気になるワクチンの効果だが、英国で接種されているアストラゼネカは、デルタ変異化株に対して60%の有効率、ファイザーは88%の有効率だ。ただし、ファイザーの2回接種のうち1回のみ接種している場合は有効率は33%に落ちる。アルファに対しては1回のみの接種でも70%の有効率だといわれていたので、デルタに対しては随分と効果が落ちていることがわかる。副反応を敬遠して1回のみの接種で済まそうとしていた人たちにとって、このデルタの到来は2回目の接種をする重大な根拠となるので注意が必要だ。

現時点で、米国の感染の6%がデルタだと言われているが、その高い感染力からいってこの数字は次第にあがってくることが考えられる。現在英国では、感染の60%がデルタだといわれていて、デルタに対してアストラゼネカの有効率は下がってしまうため、その辺りが大きな懸念点となっている。米国でも英国と同じようにデルタが優勢になることを回避するために、ワクチン未接種の人は可能な限り接種するように呼びかけられている。

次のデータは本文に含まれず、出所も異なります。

//! # Virtualization Backend Capability
//!
//! The lifecycle layer drives VMs through two object-safe traits:
//!
//! - [`Backend`]: creates and finds VMs (one per container)
//! - [`VirtualMachine`]: power control, property snapshots, guest program
//!   execution, guest-to-host key publication, reconfiguration, logs
//!
//! Implementations are opaque drivers. None of the calls are bounded
//! internally: callers bound every wait with [`crate::trace::Operation`], and
//! dropping a pending future must release whatever the driver was waiting on.
//!
//! ## Fault Policy
//!
//! Some backend faults are expected races rather than failures (a power-off
//! that finds the VM already off). Which faults are absorbed is decided by a
//! single table, [`FAULT_POLICY`], consulted through [`classify`].
//!
//! ## Implementations
//!
//! - [`memory::MemoryBackend`]: in-process VMs with a simulated guest

pub mod memory;

use std::fmt;
use std::pin::Pin;
use std::sync::Arc;

use async_trait::async_trait;
use chrono::{DateTime, Utc};
use serde::{Deserialize, Serialize};
use tokio::io::AsyncRead;

use crate::constants::VM_NOT_SUSPENDED_KEY;
use crate::executor::ExecutorConfig;

// =============================================================================
// Snapshots
// =============================================================================

/// Power state as reported by the backend.
#[derive(Debug, Clone, Copy, PartialEq, Eq, Hash, Serialize, Deserialize)]
#[serde(rename_all = "camelCase")]
pub enum PowerState {
    PoweredOff,
    PoweredOn,
    Suspended,
}

impl fmt::Display for PowerState {
    fn fmt(&self, f: &mut fmt::Formatter<'_>) -> fmt::Result {
        match self {
            Self::PoweredOff => write!(f, "poweredOff"),
            Self::PoweredOn => write!(f, "poweredOn"),
            Self::Suspended => write!(f, "suspended"),
        }
    }
}

/// Configuration half of a property snapshot.
#[derive(Debug, Clone, PartialEq, Serialize, Deserialize)]
pub struct VmConfig {
    /// Opaque token that advances on every applied mutation.
    pub change_version: String,
    /// Decoded container configuration stored with the VM.
    pub exec_config: ExecutorConfig,
}

/// Runtime half of a property snapshot.
#[derive(Debug, Clone, PartialEq, Serialize, Deserialize)]
pub struct VmRuntime {
    pub power_state: PowerState,
    pub boot_time: Option<DateTime<Utc>>,
}

/// A consistent `{config, runtime}` snapshot.
#[derive(Debug, Clone, PartialEq, Serialize, Deserialize)]
pub struct Properties {
    pub config: VmConfig,
    pub runtime: VmRuntime,
}

/// What to create for a new container.
#[derive(Debug, Clone, PartialEq, Serialize, Deserialize)]
pub struct VmSpec {
    pub name: String,
    pub image: String,
    pub exec_config: ExecutorConfig,
}

impl VmSpec {
    /// Creation spec for a container's configuration.
    #[must_use]
    pub fn for_container(exec_config: &ExecutorConfig) -> Self {
        Self {
            name: exec_config.id.clone(),
            image: exec_config.layer_id.clone(),
            exec_config: exec_config.clone(),
        }
    }
}

/// Program to run inside the guest.
#[derive(Debug, Clone, PartialEq, Eq)]
pub struct GuestProgramSpec {
    pub program_path: String,
    pub arguments: String,
}

/// Principal used to authenticate guest program execution.
#[derive(Debug, Clone, PartialEq, Eq)]
pub struct GuestAuth {
    pub username: String,
}

/// Detail attached to some faults.
#[derive(Debug, Clone, PartialEq, Eq, Serialize, Deserialize)]
pub struct FaultMessage {
    pub key: String,
    pub message: String,
}

/// Readable log stream returned by the backend.
pub type LogStream = Pin<Box<dyn AsyncRead + Send>>;

// =============================================================================
// Faults
// =============================================================================

/// Fault reported by a backend call.
#[derive(Debug, Clone, PartialEq, thiserror::Error)]
pub enum Fault {
    /// The operation is not valid in the VM's current power state.
    #[error("invalid power state (existing state: {existing})")]
    InvalidPowerState { existing: PowerState },

    /// Catch-all configuration fault with keyed messages.
    #[error("generic vm config fault: {}", join_messages(.messages))]
    GenericVmConfig { messages: Vec<FaultMessage> },

    /// A conditional update lost against a concurrent change.
    #[error("concurrent access: the object was modified since it was read")]
    ConcurrentAccess,

    /// The managed object does not exist.
    #[error("managed object not found: {0}")]
    NotFound(String),

    /// The backend cannot be reached.
    #[error("backend unavailable: {0}")]
    Unavailable(String),

    /// The backend gave up waiting on a task.
    #[error("backend task timed out")]
    Timeout,

    /// Anything else, with the backend's detail string.
    #[error("{0}")]
    Other(String),
}

fn join_messages(messages: &[FaultMessage]) -> String {
    messages
        .iter()
        .map(|m| format!("{} ({})", m.message, m.key))
        .collect::<Vec<_>>()
        .join("; ")
}

/// Backend call a fault came from.
#[derive(Debug, Clone, Copy, PartialEq, Eq)]
pub enum Action {
    PowerOn,
    PowerOff,
    Reconfigure,
    Destroy,
    GuestProgram,
}

/// How a fault is handled.
#[derive(Debug, Clone, Copy, PartialEq, Eq)]
pub enum Disposition {
    /// Expected race; treated as success.
    Benign,
    /// Lost a race the caller must retry with fresh state.
    Retry,
    /// Reported to the caller.
    Fatal,
}

/// One entry of the fault policy table.
#[derive(Clone, Copy)]
pub struct FaultRule {
    pub action: Action,
    pub matches: fn(&Fault) -> bool,
    pub disposition: Disposition,
    pub reason: &'static str,
}

/// Fault policy, first match wins; unmatched faults are fatal.
pub const FAULT_POLICY: &[FaultRule] = &[
    FaultRule {
        action: Action::PowerOff,
        matches: already_powered_off,
        disposition: Disposition::Benign,
        reason: "state was already poweredOff",
    },
    FaultRule {
        action: Action::PowerOff,
        matches: cancelled_by_guest_shutdown,
        disposition: Disposition::Benign,
        reason: "power off task cancelled by concurrent guest shutdown",
    },
    FaultRule {
        action: Action::PowerOn,
        matches: already_powered_on,
        disposition: Disposition::Benign,
        reason: "state was already poweredOn",
    },
    FaultRule {
        action: Action::Reconfigure,
        matches: concurrent_access,
        disposition: Disposition::Retry,
        reason: "configuration changed concurrently",
    },
];

fn already_powered_off(fault: &Fault) -> bool {
    matches!(
        fault,
        Fault::InvalidPowerState {
            existing: PowerState::PoweredOff
        }
    )
}

fn already_powered_on(fault: &Fault) -> bool {
    matches!(
        fault,
        Fault::InvalidPowerState {
            existing: PowerState::PoweredOn
        }
    )
}

fn cancelled_by_guest_shutdown(fault: &Fault) -> bool {
    match fault {
        Fault::GenericVmConfig { messages } => messages
            .first()
            .is_some_and(|m| m.key == VM_NOT_SUSPENDED_KEY),
        _ => false,
    }
}

fn concurrent_access(fault: &Fault) -> bool {
    matches!(fault, Fault::ConcurrentAccess)
}

/// Classifies a fault raised by `action`, returning the matching rule's reason.
#[must_use]
pub fn classify(action: Action, fault: &Fault) -> (Disposition, &'static str) {
    FAULT_POLICY
        .iter()
        .find(|rule| rule.action == action && (rule.matches)(fault))
        .map_or((Disposition::Fatal, "unhandled fault"), |rule| {
            (rule.disposition, rule.reason)
        })
}

// =============================================================================
// Capability Traits
// =============================================================================

/// A container's VM on the backend.
#[async_trait]
pub trait VirtualMachine: Send + Sync {
    /// Stable managed-object reference.
    fn reference(&self) -> &str;

    /// Fetches a consistent configuration and runtime snapshot.
    async fn properties(&self) -> Result<Properties, Fault>;

    async fn power_on(&self) -> Result<(), Fault>;

    async fn power_off(&self) -> Result<(), Fault>;

    /// Resolves once the VM reports `state`.
    async fn wait_for_power_state(&self, state: PowerState) -> Result<(), Fault>;

    /// Starts a program inside the guest, returning its process id.
    async fn start_guest_program(
        &self,
        auth: &GuestAuth,
        spec: &GuestProgramSpec,
    ) -> Result<i64, Fault>;

    /// Resolves with the value once the guest publishes `key`.
    async fn wait_for_key(&self, key: &str) -> Result<String, Fault>;

    /// Replaces the stored configuration if the VM is still at `expected_version`.
    async fn reconfigure(
        &self,
        expected_version: &str,
        exec_config: &ExecutorConfig,
    ) -> Result<(), Fault>;

    /// Deletes the VM and its storage.
    async fn destroy(&self) -> Result<(), Fault>;

    /// Returns the container's complete log so far.
    async fn read_log(&self) -> Result<Vec<u8>, Fault>;

    /// Streams the log from `offset`, following new output while the VM runs.
    async fn follow_log(&self, offset: u64) -> Result<LogStream, Fault>;
}

/// Session with a virtualization backend.
#[async_trait]
pub trait Backend: Send + Sync {
    /// Backend name for logging.
    fn name(&self) -> &str;

    /// Creates a powered-off VM for a container.
    async fn create_vm(&self, spec: &VmSpec) -> Result<Arc<dyn VirtualMachine>, Fault>;

    /// Finds the VM of container `id`.
    async fn find_vm(&self, id: &str) -> Result<Option<Arc<dyn VirtualMachine>>, Fault>;
}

この感染力の非常に高いデルタのために、これまで比較的感染を制御してきた東南アジアで、COVIDが猛威をふるいはじめた。できるだけ早く世界へのワクチンの分配が進むことを願ってやまない。

米国も感染が収まってきているとはいえ、未だに1万人以上の新規感染者が毎日でており、死者も一日500人前後だ。まだまだ鎮圧されているとはいいがたい今、デルタの攻撃でワクチンを接種していない人の間で、小規模な感染拡大が発生する可能性を無視できない。そんな中、さまざまな噂により感染を躊躇、拒否する人々が後をたたず、特に中部、南部の地方では驚くほどワクチンの接種が進んでいない。巷に溢れているワクチンのリスクに関する噂はどれも根拠がないものなのだが、「さまざまなワクチン危険説は根拠がなく疑わしいといっている専門家は組織的に嘘をついている」という、疑いに疑いが覆いかぶさるような、猜疑心にあふれている状態の人々にはなにを言っても、ほぼ無駄だ。

自分自身が納得してワクチンを拒否している場合は、自己責任なのでしょうがないとして、その家族や友人やコミュニティのワクチンの接種に影響を及ぼしているところが、問題なのではないかと思う。特にそのような家族を持つ若者は、本人に接種意思があっても、家族に止められてワクチンを接種できないことも多く問題になっている。親の意思に反してワクチンを受けて、家から追い出されてホームレスになったという耳を疑うようなニュースも先日読んだ。

どこの世の中にも、自分の思想以外を受け入れることができない、極端な人というのは存在するものだ。実際には、私はこう、貴方はそう。考えた方が違ってても共存できるよね、という社会が私達には必要なのだけれど。